Enable observationalMemory in Memory options when creating an agent. Set observationalMemory: true for default gemini-2.5-flash model, or pass a config object with model, temporalMarkers, activateAfterIdle, activateOnProviderChange, scope (‘thread’ or ‘resource’), observation (messageTokens, bufferTokens, bufferActivation, blockAfter, previousObserverTokens), reflection (observationTokens, bufferActivation, activateAfterIdle, activateOnProviderChange, blockAfter), and retrieval (vector, scope). For temporal gap markers, set temporalMarkers: true. For early activation with prompt cache expiry, set activateAfterIdle to match cache TTL (e.g., ‘5m’ or 300_000). For async buffering, configure observation.bufferTokens (default 0.2), observation.bufferActivation (default 0.8), and observation.blockAfter (default 1.2). To use different models per phase, use ModelByInputTokens with upTo thresholds. For retrieval mode, set retrieval: true for browsing or retrieval: { vector: true } for semantic search. To restrict recall tool to current thread, set scope: ‘thread’. To disable async buffering, set observation.bufferTokens: false. When using OM with a client application, send only the new message from the client instead of full conversation history. No manual migration needed for existing threads — OM reads existing messages lazily when thresholds are exceeded.

Kết quả

Returns a dense observation log that replaces raw message history as it grows, maintaining humanlike long-term memory that persists across conversations. The three-tier system provides recent messages for the current task, observations for what the Observer has seen, and reflections for condensed memories. Retrieval mode enables the recall tool to page through raw messages behind observation groups or search semantically. Token progress bars in Studio show current counts and thresholds. Context compression is typically 5–40×, keeping the agent on task over long sessions with zero context rot.

Điều kiện áp dụng

Added in @mastra/[email protected]. Only supports @mastra/pg, @mastra/libsql, and @mastra/mongodb storage adapters. Retrieval mode is experimental. Resource scope is experimental. Async buffering not supported with resource scope (automatically disabled). When sending messages from client applications, send only the new message — sending full history causes message ordering bugs. Thread scope requires valid threadId or throws an error. google/gemini-2.5-flash may produce reflections that stay above the reflection.observationTokens threshold even after max compression retries; use xai/grok-4-1-fast or deepseek models for more aggressive compression on Reflector.


Nội dung gốc (Original)

Observational Memory

Added in: @mastra/[email protected]

Observational Memory (OM) is Mastra’s memory system for long-context agentic memory. Two background agents — an Observer and a Reflector — watch your agent’s conversations and maintain a dense observation log that replaces raw message history as it grows.

Quickstart

Enable observationalMemory in the memory options when creating your agent:

import { Memory } from '@mastra/memory'
import { Agent } from '@mastra/core/agent'
 
export const agent = new Agent({
  name: 'my-agent',
  instructions: 'You are a helpful assistant.',
  model: 'openai/gpt-5-mini',
  memory: new Memory({
    options: {
      observationalMemory: true,
    },
  }),
})

That’s it. The agent now has humanlike long-term memory that persists across conversations. Setting observationalMemory: true uses google/gemini-2.5-flash by default. Config objects also use this model unless you set a different one. To use a different model, pass it in the config object:

const memory = new Memory({
  options: {
    observationalMemory: {
      model: 'deepseek/deepseek-reasoner',
    },
  },
})

See configuration options for full API details.

Warning: When you use OM with a client application, send only the new message from the client instead of the full conversation history.

Observational memory still relies on stored conversation history. Sending the full history is redundant and can cause message ordering bugs when client-side timestamps conflict with stored timestamps.

For an AI SDK example, see Using Mastra Memory.

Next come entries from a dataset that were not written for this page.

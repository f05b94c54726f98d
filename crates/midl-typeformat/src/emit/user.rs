//! User-marshaled (`[wire_marshal]`) type records

use super::Use;
use crate::classify::{ClassifyFlags, Shape};
use crate::context::Compilation;
use crate::error::{MidlError, Result};
use crate::types::{PointerKind, TypeId, TypeKind};
use ndr_format::records::{BaseTypeRecord, PointerRecord, UserMarshalRecord};
use ndr_format::{Target, UserMarshalFlags};
use tracing::debug;

impl<'a> Compilation<'a> {
    /// Emit the user type `ty` once per `[wire_marshal]` alias
    pub(crate) fn emit_user_type(&mut self, ty: TypeId) -> Result<Target> {
        let arena = self.arena;
        let env = self.env();
        let (alias, wire) = env.user_type(ty).ok_or_else(|| {
            MidlError::internal(format!("{} is not a user type", arena.name_of(ty)))
        })?;
        if let Some(target) = self.annotated(alias) {
            return Ok(target);
        }
        let name = arena.name_of(alias);
        let label = self.begin(alias);
        let routine = self.user_types.register(name);

        let wire_shape = env.classify(wire, &[], ClassifyFlags::empty())?;
        let (flags, target) = match wire_shape {
            shape if shape.is_scalar() => (
                UserMarshalFlags::empty(),
                self.emit_shape(wire, &[], shape, Use::Embedded)?,
            ),
            Shape::Pointer(kind) => {
                let flags = match kind {
                    PointerKind::Ref => UserMarshalFlags::REF,
                    PointerKind::Unique => UserMarshalFlags::UNIQUE,
                    PointerKind::Full => UserMarshalFlags::empty(),
                };
                (flags, self.emit_wire_pointee(wire, kind)?)
            }
            shape => (
                UserMarshalFlags::empty(),
                self.emit_shape(wire, &[], shape, Use::Embedded)?,
            ),
        };

        let memory = env.memsize(alias);
        let record = UserMarshalRecord {
            flags,
            alignment: memory.align,
            routine,
            memory_size: memory.size,
            wire_size: env.memsize(wire).size,
            wire: target,
        };
        let offset = self.tfs.emit(&record)?;
        self.finish(alias, label, offset)?;
        debug!(user_type = name, routine, offset, "emitted user type");
        Ok(Target::At(offset))
    }

    /// What a pointer wire type points at; the pointer itself is folded
    /// into the user marshal flags
    fn emit_wire_pointee(&mut self, wire: TypeId, kind: PointerKind) -> Result<Target> {
        let arena = self.arena;
        match arena.get(arena.resolve(wire)).kind {
            TypeKind::Pointer(referent) => {
                let shape = self.env().classify(referent, &[], ClassifyFlags::empty())?;
                if shape.is_scalar() {
                    let fc = self.scalar_fc(shape)?;
                    Ok(Target::At(self.tfs.emit(&BaseTypeRecord(fc))?))
                } else {
                    self.emit_shape(referent, &[], shape, Use::Embedded)
                }
            }
            // Pointer-form array: the array record is the pointee
            _ => {
                let record = self.pointer_record(wire, &[], kind, Use::Embedded)?;
                match record {
                    PointerRecord::Referent { target, .. } => Ok(target),
                    _ => Err(MidlError::internal(format!(
                        "wire type of {} has no pointee record",
                        arena.name_of(wire)
                    ))),
                }
            }
        }
    }
}
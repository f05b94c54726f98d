//! Memory layout calculations
//!
//! Computes in-memory sizes, alignments and field offsets under the target
//! ABI. These decide structure sizes in records, padding markers, and the
//! offsets correlation descriptors point at.

use crate::types::{ArrayForm, Field, TypeId, TypeKind, UnionArm};
use crate::TypeEnv;

/// Memory size and alignment of a type
#[derive(Debug, Clone, Copy, PartialEq, Eq)]
pub struct Layout {
    pub size: u32,
    pub align: u32,
}

impl Layout {
    pub const EMPTY: Layout = Layout { size: 0, align: 1 };

    fn scalar(size: u32) -> Self {
        Self {
            size,
            align: size.max(1),
        }
    }

    /// Calculate padding needed before this type at a given position
    pub fn padding_at(&self, position: u32) -> u32 {
        padding(position, self.align)
    }
}

/// Bytes needed to bring `position` up to a multiple of `align`
pub fn padding(position: u32, align: u32) -> u32 {
    if align <= 1 {
        return 0;
    }
    let remainder = position % align;
    if remainder == 0 {
        0
    } else {
        align - remainder
    }
}

pub fn align_up(position: u32, align: u32) -> u32 {
    position.saturating_add(padding(position, align))
}

impl<'a> TypeEnv<'a> {
    /// Memory size and alignment of `ty`
    ///
    /// By-value cycles (which classification rejects) contribute nothing
    /// instead of recursing forever.
    pub fn memsize(&self, ty: TypeId) -> Layout {
        self.memsize_guarded(ty, &mut Vec::new())
    }

    /// Offset of every field of a structure, in declaration order
    pub fn field_offsets(&self, fields: &[Field]) -> Vec<u32> {
        self.fold_fields(fields, &mut Vec::new()).0
    }

    fn memsize_guarded(&self, ty: TypeId, stack: &mut Vec<TypeId>) -> Layout {
        let ps = self.pointer_size();
        match &self.arena.get(ty).kind {
            TypeKind::Void => Layout::EMPTY,
            TypeKind::Basic(basic) => Layout::scalar(basic.size(ps)),
            // The wire policy only changes the format character; in memory an
            // enum is always an int
            TypeKind::Enum(_) => Layout::scalar(4),
            TypeKind::Pointer(_) | TypeKind::Interface { .. } => Layout::scalar(ps),
            TypeKind::Alias(target) => self.memsize_guarded(*target, stack),
            TypeKind::Array(array) => match array.form {
                ArrayForm::Pointer => Layout::scalar(ps),
                ArrayForm::Declared => {
                    let elem = self.memsize_guarded(array.element, stack);
                    match array.dim {
                        Some(dim) if array.size_is.is_none() => Layout {
                            size: elem.size.saturating_mul(dim),
                            align: elem.align,
                        },
                        _ => Layout {
                            size: 0,
                            align: elem.align,
                        },
                    }
                }
            },
            TypeKind::Struct(fields) => {
                if stack.contains(&ty) {
                    return Layout::EMPTY;
                }
                stack.push(ty);
                let (_, end, align) = self.fold_fields(fields, stack);
                stack.pop();
                Layout {
                    size: align_up(end, align),
                    align,
                }
            }
            TypeKind::Union(arms) => {
                if stack.contains(&ty) {
                    return Layout::EMPTY;
                }
                stack.push(ty);
                let arms = self.arms_layout(arms, stack);
                stack.pop();
                arms
            }
            TypeKind::EncapsulatedUnion { switch, arms } => {
                if stack.contains(&ty) {
                    return Layout::EMPTY;
                }
                stack.push(ty);
                let switch = self.memsize_guarded(switch.ty, stack);
                let arms = self.arms_layout(arms, stack);
                stack.pop();
                let align = switch.align.max(arms.align);
                let size = align_up(switch.size, arms.align).saturating_add(arms.size);
                Layout {
                    size: align_up(size, align),
                    align,
                }
            }
            TypeKind::Function(_) | TypeKind::Module(_) | TypeKind::Coclass(_) => Layout::EMPTY,
        }
    }

    /// Returns (field offsets, end of last field, max alignment)
    pub(crate) fn fold_fields(&self, fields: &[Field], stack: &mut Vec<TypeId>) -> (Vec<u32>, u32, u32) {
        let mut offsets = Vec::with_capacity(fields.len());
        let mut offset = 0u32;
        let mut align = 1;
        for field in fields {
            let layout = self.memsize_guarded(field.ty, stack);
            offset = align_up(offset, layout.align);
            offsets.push(offset);
            offset = offset.saturating_add(layout.size);
            align = align.max(layout.align);
        }
        (offsets, offset, align)
    }

    /// Size of the largest arm, rounded to the largest arm alignment
    pub(crate) fn arms_layout(&self, arms: &[UnionArm], stack: &mut Vec<TypeId>) -> Layout {
        let mut size = 0;
        let mut align = 1;
        for field in arms.iter().filter_map(|arm| arm.field.as_ref()) {
            let layout = self.memsize_guarded(field.ty, stack);
            size = size.max(layout.size);
            align = align.max(layout.align);
        }
        Layout {
            size: align_up(size, align),
            align,
        }
    }
}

Note: OM currently only supports @mastra/pg, @mastra/libsql, and @mastra/mongodb storage adapters. It uses background agents for managing memory. When no model is set, the default model is google/gemini-2.5-flash.

Temporal gap markers

Temporal gap markers insert a short reminder before a new user message when enough time has passed since the previous message in the thread. They help the agent and the UI see that the conversation resumed after a meaningful pause.

Temporal gap markers are off by default. Enable them with temporalMarkers: true in the observationalMemory config:

import { Memory } from '@mastra/memory'
import { Agent } from '@mastra/core/agent'
 
export const agent = new Agent({
  name: 'my-agent',
  instructions: 'You are a helpful assistant.',
  model: 'openai/gpt-5-mini',
  memory: new Memory({
    options: {
      observationalMemory: {
        model: 'google/gemini-2.5-flash',
        temporalMarkers: true,
      },
    },
  }),
})

Mastra inserts a temporal gap marker when the gap is at least 10 minutes. The marker is stored in memory and also emitted as a transient reminder event, so clients can render it as a lightweight timeline hint.

The observer also sees these markers when it processes the thread, so the observations it writes can anchor memories to when they happened (for example, “User asked about deployment after a 2-day gap”).

See the API reference for the full configuration shape.

Early activation

OM can activate buffered observations before the token threshold is reached. This is useful when a prompt cache is likely to expire, or when the agent changes model providers.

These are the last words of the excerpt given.